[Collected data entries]
// SPDX-License-Identifier: Apache-2.0
// Copyright Open Network Fabric Authors

//! Process configuration, from the command line or the environment

pub(crate) use clap::Parser;
use config::{LoadError, NatConfig};
use std::collections::BTreeMap;
use std::path::PathBuf;
use std::str::FromStr;
use std::sync::Arc;
use std::time::Duration;
use thiserror::Error;
use tracing::level_filters::LevelFilter;

#[derive(Debug, Error)]
pub(crate) enum ArgsError {
    #[error("{0} is required")]
    Missing(&'static str),
    #[error("Invalid log level '{0}'")]
    BadLogLevel(String),
    #[error("Failed to load NAT config: {0}")]
    NatConfig(#[from] LoadError),
}

/// Endpoint labels, as `key=value` pairs separated by commas
#[derive(Debug, Clone, Default, PartialEq, Eq)]
pub(crate) struct Labels(pub(crate) BTreeMap<String, String>);

impl FromStr for Labels {
    type Err = String;
    fn from_str(input: &str) -> Result<Self, Self::Err> {
        let mut labels = BTreeMap::new();
        for item in input.split(',').map(str::trim).filter(|i| !i.is_empty()) {
            let Some((key, value)) = item.split_once('=') else {
                return Err(format!("Invalid label '{item}': it should be key=value"));
            };
            let key = key.trim();
            if key.is_empty() {
                return Err(format!("Invalid label '{item}': empty key"));
            }
            labels.insert(key.to_owned(), value.trim().to_owned());
        }
        Ok(Labels(labels))
    }
}

#[derive(Parser, Debug)]
#[command(name = "nat-endpoint")]
#[command(version)]
#[command(about = "Network-service endpoint configuring NAT44 in the dataplane", long_about = None)]
pub(crate) struct CmdArgs {
    #[arg(long, env = "NSM_NAME", default_value = "nat-server")]
    name: String,
    #[arg(long, env = "NSM_LISTEN_ON", default_value = "listen.on.sock")]
    listen_on: String,
    #[arg(
        long,
        env = "NSM_CONNECT_TO",
        default_value = "unix:///var/lib/networkservicemesh/nsm.io.sock"
    )]
    connect_to: String,
    #[arg(long, env = "NSM_MAX_TOKEN_LIFETIME", default_value = "10m", value_parser = humantime::parse_duration)]
    max_token_lifetime: Duration,
    #[arg(long, env = "NSM_SERVICE_NAME", default_value = "")]
    service_name: String,
    #[arg(long, env = "NSM_LABELS", default_value = "")]
    labels: Labels,
    #[arg(long, env = "NSM_NAT_CONFIG_PATH", default_value = "/etc/nat/config.yaml")]
    nat_config_path: PathBuf,
    #[arg(long, env = "NSM_LOG_LEVEL", default_value = "INFO")]
    log_level: String,
    #[arg(long, env = "NSM_DATAPLANE_SOCKET", default_value = "/var/run/vpp/api.sock")]
    dataplane_socket: String,
    #[arg(long, env = "NSM_DATAPLANE_TIMEOUT", default_value = "5s", value_parser = humantime::parse_duration)]
    dataplane_timeout: Duration,
    #[arg(long, env = "NSM_AUTHORIZED_PEERS", value_delimiter = ',')]
    authorized_peers: Vec<String>,
}

/// Map a level name to a filter. Accepts the names used by other mesh components too.
pub(crate) fn parse_log_level(level: &str) -> Result<LevelFilter, ArgsError> {
    match level.trim().to_ascii_lowercase().as_str() {
        "trace" => Ok(LevelFilter::TRACE),
        "debug" => Ok(LevelFilter::DEBUG),
        "info" => Ok(LevelFilter::INFO),
        "warn" | "warning" => Ok(LevelFilter::WARN),
        "error" | "fatal" | "panic" => Ok(LevelFilter::ERROR),
        "off" => Ok(LevelFilter::OFF),
        _ => Err(ArgsError::BadLogLevel(level.to_owned())),
    }
}

/// The configuration of the process
#[derive(Debug)]
pub(crate) struct Config {
    pub(crate) name: String,
    pub(crate) listen_on: String,
    pub(crate) connect_to: String,
    pub(crate) max_token_lifetime: Duration,
    pub(crate) service_name: String,
    pub(crate) labels: BTreeMap<String, String>,
    pub(crate) nat_config_path: PathBuf,
    pub(crate) nat_config: Option<Arc<NatConfig>>,
    pub(crate) log_level: LevelFilter,
    pub(crate) dataplane_socket: String,
    pub(crate) dataplane_timeout: Duration,
    pub(crate) authorized_peers: Vec<String>,
}

impl TryFrom<CmdArgs> for Config {
    type Error = ArgsError;
    fn try_from(args: CmdArgs) -> Result<Self, Self::Error> {
        Ok(Self {
            name: args.name,
            listen_on: args.listen_on,
            connect_to: args.connect_to,
            max_token_lifetime: args.max_token_lifetime,
            service_name: args.service_name,
            labels: args.labels.0,
            nat_config_path: args.nat_config_path,
            nat_config: None,
            log_level: parse_log_level(&args.log_level)?,
            dataplane_socket: args.dataplane_socket,
            dataplane_timeout: args.dataplane_timeout,
            authorized_peers: args
                .authorized_peers
                .into_iter()
                .map(|p| p.trim().to_owned())
                .filter(|p| !p.is_empty())
                .collect(),
        })
    }
}

impl Config {
    /// Load and validate the NAT policy file
    pub(crate) fn load_nat_config(&mut self) -> Result<Arc<NatConfig>, ArgsError> {
        let nat_config = Arc::new(NatConfig::load(&self.nat_config_path)?);
        self.nat_config = Some(nat_config.clone());
        Ok(nat_config)
    }

    pub(crate) fn validate(&self) -> Result<(), ArgsError> {
        if self.name.is_empty() {
            return Err(ArgsError::Missing("name"));
        }
        if self.service_name.is_empty() {
            return Err(ArgsError::Missing("service name"));
        }
        if self.connect_to.is_empty() {
            return Err(ArgsError::Missing("connect-to URL"));
        }
        if self.nat_config.is_none() {
            return Err(ArgsError::Missing("NAT configuration"));
        }
        Ok(())
    }
}
// SPDX-License-Identifier: Apache-2.0
// Copyright Open Network Fabric Authors

//! Types for configuration loading / validation failures.
//! Any result returned by the validation methods in this crate is a `ConfigError`.
//! Loading adds I/O and parsing failures on top, reported as `LoadError`.

use std::path::PathBuf;
use thiserror::Error;

/// The reasons why we may reject a NAT configuration
#[derive(Debug, Error, PartialEq, Eq)]
pub enum ConfigError {
    #[error("field '{0}' is required")]
    MissingField(&'static str),
    #[error("field 'snatRules' must contain at least one rule")]
    NoSnatRules,
    #[error("field '{field}' has invalid IP address format: {value}")]
    InvalidIpAddress { field: String, value: String },
    #[error("field '{field}' must be an IPv4 address: {value}")]
    NotIpv4 { field: String, value: String },
    #[error("{field} must be between 1 and 65535, got: {value}")]
    PortOutOfRange { field: String, value: u16 },
    #[error("portRange.start ({start}) must be <= portRange.end ({end})")]
    InvertedPortRange { start: u16, end: u16 },
    #[error("snatRules[{0}].srcNet is required")]
    MissingSrcNet(usize),
    #[error("snatRules[{index}].srcNet has invalid CIDR format '{value}': {reason}")]
    InvalidCidr {
        index: usize,
        value: String,
        reason: String,
    },
    #[error("dnatRules[{index}].protocol must be 'tcp' or 'udp', got: '{value}'")]
    InvalidProtocol { index: usize, value: String },
    #[error("dnatRules[{index}]: duplicate DNAT mapping for {ip}:{port} (protocol: {protocol})")]
    DuplicateDnatMapping {
        index: usize,
        protocol: String,
        ip: String,
        port: u16,
    },
    #[error("timeouts.{field} should be >= {min} seconds, got: {value}")]
    TimeoutTooShort {
        field: &'static str,
        min: u32,
        value: u32,
    },
}

/// Result-like type for validations
pub type ConfigResult = Result<(), ConfigError>;

/// Failures to obtain a usable configuration from a file or the environment
#[derive(Debug, Error)]
pub enum LoadError {
    #[error("environment variable {0} is not set")]
    MissingEnv(&'static str),
    #[error("failed to read NAT config file {}: {source}", .path.display())]
    Read {
        path: PathBuf,
        #[source]
        source: std::io::Error,
    },
    #[error("failed to parse NAT config YAML: {0}")]
    Parse(#[from] serde_yaml_ng::Error),
    #[error("invalid NAT configuration: {0}")]
    Invalid(#[from] ConfigError),
}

§ Work item: Every line above holding the string "dnatRules" should be listed.

§ Answer to the problem:
    #[error("dnatRules[{index}].protocol must be 'tcp' or 'udp', got: '{value}'")]
    #[error("dnatRules[{index}]: duplicate DNAT mapping for {ip}:{port} (protocol: {protocol})")]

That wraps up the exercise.